Closed manju4ever closed 6 years ago
Have you a code sample to explain what issue you're encoutering @manju4ever ? Apologies for delay in getting back to you on this.
I ran into the same issue; when the token is invalid according to my business logic I do something like the following.
if (!accessToken) {
return { isValid: false }
}
But unfortunately, the hapi-auth-bearer-token
throws me the following error;
Authentication data missing credentials information
As Hapi expects a valid credentials object to be passed IF a data object is passed as optional argument (https://hapijs.com/api#-hunauthenticatederror-data). This should easily be fixable by checking if a credentials object is returned by the validateFunc.
Why can't you return a credentials object with invalid false, if you don't want to return the actual credentials object? e.g.
if (!accessToken) {
return { isValid: false, credentials: {} }
}
If this doesn't work, if you can submit a PR with a failing test I will take a look.
@johnbrett that's the way I have it now and that works, but it feels inconsistent with Hapi's own authentication strategies like hapi-auth-cookie.

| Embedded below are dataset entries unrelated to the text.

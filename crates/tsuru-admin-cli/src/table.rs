//! Bordered fixed-width tables for list output
//!
//! ```text
//! +-----+-------+
//! | Id  | IaaS  |
//! +-----+-------+
//! | id1 | iaas1 |
//! +-----+-------+
//! ```
//!
//! Cells may hold several lines separated by `\n`; the row grows to the
//! tallest cell and the other cells are padded with blanks.

use std::fmt;

use unicode_width::UnicodeWidthStr;

#[derive(Debug, Clone, Default)]
pub struct Table {
    headers: Vec<String>,
    rows: Vec<Vec<String>>,
    line_separator: bool,
}

impl Table {
    pub fn new<I, S>(headers: I) -> Self
    where
        I: IntoIterator<Item = S>,
        S: Into<String>,
    {
        Self {
            headers: headers.into_iter().map(Into::into).collect(),
            rows: Vec::new(),
            line_separator: false,
        }
    }

    /// Draw a border between every row, not just after the last one
    #[must_use]
    pub fn with_line_separator(mut self, enabled: bool) -> Self {
        self.line_separator = enabled;
        self
    }

    /// Append a row; missing cells render empty, extra cells are dropped
    pub fn add_row<I, S>(&mut self, row: I)
    where
        I: IntoIterator<Item = S>,
        S: Into<String>,
    {
        let mut cells: Vec<String> = row.into_iter().map(Into::into).collect();
        cells.resize(self.headers.len(), String::new());
        self.rows.push(cells);
    }

    #[must_use]
    pub fn is_empty(&self) -> bool {
        self.rows.is_empty()
    }

    fn column_widths(&self) -> Vec<usize> {
        let mut widths: Vec<usize> = self.headers.iter().map(|h| h.width()).collect();
        for row in &self.rows {
            for (width, cell) in widths.iter_mut().zip(row) {
                let widest = cell.split('\n').map(UnicodeWidthStr::width).max().unwrap_or(0);
                *width = (*width).max(widest);
            }
        }
        widths
    }

    fn border(widths: &[usize], out: &mut String) {
        out.push('+');
        for width in widths {
            out.push_str(&"-".repeat(width + 2));
            out.push('+');
        }
        out.push('\n');
    }

    fn line(widths: &[usize], cells: &[&str], out: &mut String) {
        out.push('|');
        for (width, cell) in widths.iter().zip(cells) {
            out.push(' ');
            out.push_str(cell);
            out.push_str(&" ".repeat(width.saturating_sub(cell.width())));
            out.push_str(" |");
        }
        out.push('\n');
    }

    fn row(widths: &[usize], row: &[String], out: &mut String) {
        let lines: Vec<Vec<&str>> = row.iter().map(|cell| cell.split('\n').collect()).collect();
        let height = lines.iter().map(Vec::len).max().unwrap_or(1);
        for index in 0..height {
            let cells: Vec<&str> = lines
                .iter()
                .map(|cell| cell.get(index).copied().unwrap_or(""))
                .collect();
            Self::line(widths, &cells, out);
        }
    }

    #[must_use]
    pub fn render(&self) -> String {
        let widths = self.column_widths();
        let mut out = String::new();

        Self::border(&widths, &mut out);
        let headers: Vec<&str> = self.headers.iter().map(String::as_str).collect();
        Self::line(&widths, &headers, &mut out);
        Self::border(&widths, &mut out);

        for row in &self.rows {
            Self::row(&widths, row, &mut out);
            if self.line_separator {
                Self::border(&widths, &mut out);
            }
        }
        if !self.line_separator && !self.rows.is_empty() {
            Self::border(&widths, &mut out);
        }

        out
    }
}

impl fmt::Display for Table {
    fn fmt(&self, f: &mut fmt::Formatter<'_>) -> fmt::Result {
        f.write_str(&self.render())
    }
}

/// Render `key=value` pairs one per line, sorted by key
pub fn key_value_lines<'a, I>(pairs: I) -> String
where
    I: IntoIterator<Item = (&'a str, &'a str)>,
{
    let mut pairs: Vec<(&str, &str)> = pairs.into_iter().collect();
    pairs.sort_by(|a, b| a.0.cmp(b.0));
    pairs
        .iter()
        .map(|(key, value)| format!("{key}={value}"))
        .collect::<Vec<_>>()
        .join("\n")
}

#[cfg(test)]
mod tests {
    use super::*;

    #[test]
    fn test_multiline_cells_with_separators() {
        let mut table = Table::new(["Id", "IaaS", "Address", "Creation Params"]).with_line_separator(true);
        table.add_row(["id1", "iaas1", "addr1", "param1=value1"]);
        table.add_row(["id2", "iaas2", "addr2", "param1=value1\nparam2=value2"]);

        let expected = "\
+-----+-------+---------+-----------------+
| Id  | IaaS  | Address | Creation Params |
+-----+-------+---------+-----------------+
| id1 | iaas1 | addr1   | param1=value1   |
+-----+-------+---------+-----------------+
| id2 | iaas2 | addr2   | param1=value1   |
|     |       |         | param2=value2   |
+-----+-------+---------+-----------------+
";
        assert_eq!(table.render(), expected);
    }

    #[test]
    fn test_without_separators() {
        let mut table = Table::new(["Name", "Type"]);
        table.add_row(["hipache", "hipache"]);
        table.add_row(["galeb-production", "galeb"]);

        let expected = "\
+------------------+---------+
| Name             | Type    |
+------------------+---------+
| hipache          | hipache |
| galeb-production | galeb   |
+------------------+---------+
";
        assert_eq!(table.to_string(), expected);
    }

    #[test]
    fn test_empty_table_has_header_only() {
        let table = Table::new(["Pool", "Kind"]);
        assert!(table.is_empty());
        assert_eq!(
            table.render(),
            "+------+------+\n| Pool | Kind |\n+------+------+\n"
        );
    }

    #[test]
    fn test_short_rows_are_padded() {
        let mut table = Table::new(["A", "B"]);
        table.add_row(["x"]);
        assert_eq!(table.render(), "+---+---+\n| A | B |\n+---+---+\n| x |   |\n+---+---+\n");
    }

    #[test]
    fn test_wide_characters() {
        let mut table = Table::new(["Name"]);
        table.add_row(["日本"]);
        assert_eq!(table.render(), "+------+\n| Name |\n+------+\n| 日本 |\n+------+\n");
    }

    #[test]
    fn test_key_value_lines_sorted() {
        let lines = key_value_lines([("type", "m1.small"), ("region", "us-east-1")]);
        assert_eq!(lines, "region=us-east-1\ntype=m1.small");
        assert_eq!(key_value_lines(std::iter::empty()), "");
    }
}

This is how hapi-auth-basic
also works, so I'm not sure how it's inconsistent: https://github.com/hapijs/hapi-auth-basic/blob/master/lib/index.js#L74-L78
I'm going to close this due to inactivity, happy to continue the conversation, but I don't believe this to be an issue. Open to being persuaded otherwise though.
Lets assume in the validate function the validity is proven to be wrong. The plugin still expects a
credentials
object to be passed even ifisValid:false
. Even though the function is called with the response toolkit, using something likereturn h.response().code(401)
does not work as expected.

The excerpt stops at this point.